Input data:
--------

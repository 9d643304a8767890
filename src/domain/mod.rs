// Domain layer: page/transport ports and the values that flow through them.

pub mod model;
pub mod ports;
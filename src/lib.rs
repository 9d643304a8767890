pub mod adapters;
pub mod app;
pub mod config;
pub mod core;
pub mod domain;
pub mod utils;

#[cfg(feature = "cli")]
pub use config::CliConfig;

pub use adapters::{http::ReqwestTransport, memory_page::MemoryPage};
pub use app::driver::{HeadlessDriver, Step};
pub use config::{FormSettings, PageFixture};
pub use self::core::controller::{Dispatch, EventKind, FormController, Listener, PageEvent};
pub use domain::model::{FieldError, SubmissionOutcome};
pub use domain::ports::{Page, Query, Transport};
pub use utils::error::{FormsError, Result};
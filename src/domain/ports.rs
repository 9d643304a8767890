use crate::domain::model::{
    Adjacent, ButtonContent, FormRequest, HttpReply, NewElement, NodeId, ScrollOptions,
};
use crate::utils::error::Result;
use async_trait::async_trait;
use url::Url;

/// Typed stand-ins for the handful of selectors the controller needs.
#[derive(Debug, Clone, Copy, PartialEq, Eq)]
pub enum Query<'a> {
    /// `form`
    Forms,
    /// `input, textarea`
    FormControls,
    /// `button[type="submit"]`
    SubmitButton,
    /// `input[type="email"]`
    EmailInput,
    /// `.{class}`
    Class(&'a str),
    /// `footer`
    Footer,
    /// `a[href^="#"]`
    FragmentLinks,
}

/// The page the controller works against. Handles stay valid until the node is removed;
/// operations on a removed node are no-ops.
pub trait Page: Send + Sync + 'static {
    fn base_url(&self) -> Url;
    fn document(&self) -> NodeId;

    /// Descendants of `root` matching `query`, in document order.
    fn query_all(&self, root: NodeId, query: Query<'_>) -> Vec<NodeId>;

    fn query_first(&self, root: NodeId, query: Query<'_>) -> Option<NodeId> {
        self.query_all(root, query).into_iter().next()
    }

    fn element_by_id(&self, id: &str) -> Option<NodeId>;
    fn parent(&self, node: NodeId) -> Option<NodeId>;
    fn attribute(&self, node: NodeId, name: &str) -> Option<String>;

    fn has_attribute(&self, node: NodeId, name: &str) -> bool {
        self.attribute(node, name).is_some()
    }

    fn has_class(&self, node: NodeId, class: &str) -> bool;
    fn add_class(&self, node: NodeId, class: &str);
    fn remove_class(&self, node: NodeId, class: &str);

    /// Current value of an input or textarea.
    fn value(&self, node: NodeId) -> String;

    fn button_content(&self, button: NodeId) -> ButtonContent;
    fn set_button_content(&self, button: NodeId, content: ButtonContent);
    fn is_disabled(&self, node: NodeId) -> bool;
    fn set_disabled(&self, node: NodeId, disabled: bool);

    /// Creates a detached element.
    fn create_element(&self, element: NewElement) -> NodeId;
    fn append_child(&self, parent: NodeId, child: NodeId);
    fn insert_adjacent(&self, reference: NodeId, position: Adjacent, node: NodeId);
    fn remove(&self, node: NodeId);

    /// Successful controls of the form as name/value pairs, in document order.
    fn form_entries(&self, form: NodeId) -> Vec<(String, String)>;
    /// Built-in constraint validation.
    fn check_validity(&self, form: NodeId) -> bool;
    /// Restores every control of the form to its default value.
    fn reset_form(&self, form: NodeId);

    fn scroll_into_view(&self, node: NodeId, options: ScrollOptions);
    fn push_history(&self, url: &str);
    fn navigate(&self, url: &Url);
}

/// Issues background form posts. Only transport-level problems are errors; any HTTP
/// status comes back as a reply.
#[async_trait]
pub trait Transport: Send + Sync + 'static {
    async fn post_form(&self, request: FormRequest) -> Result<HttpReply>;
}
pub mod human;

pub use human::HumanMode;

--------

Work instructions: Using the listing above, return all lines where the word "controller" occurs.

Output for this task:
pub use self::core::controller::{Dispatch, EventKind, FormController, Listener, PageEvent};
/// Typed stand-ins for the handful of selectors the controller needs.
/// The page the controller works against. Handles stay valid until the node is removed;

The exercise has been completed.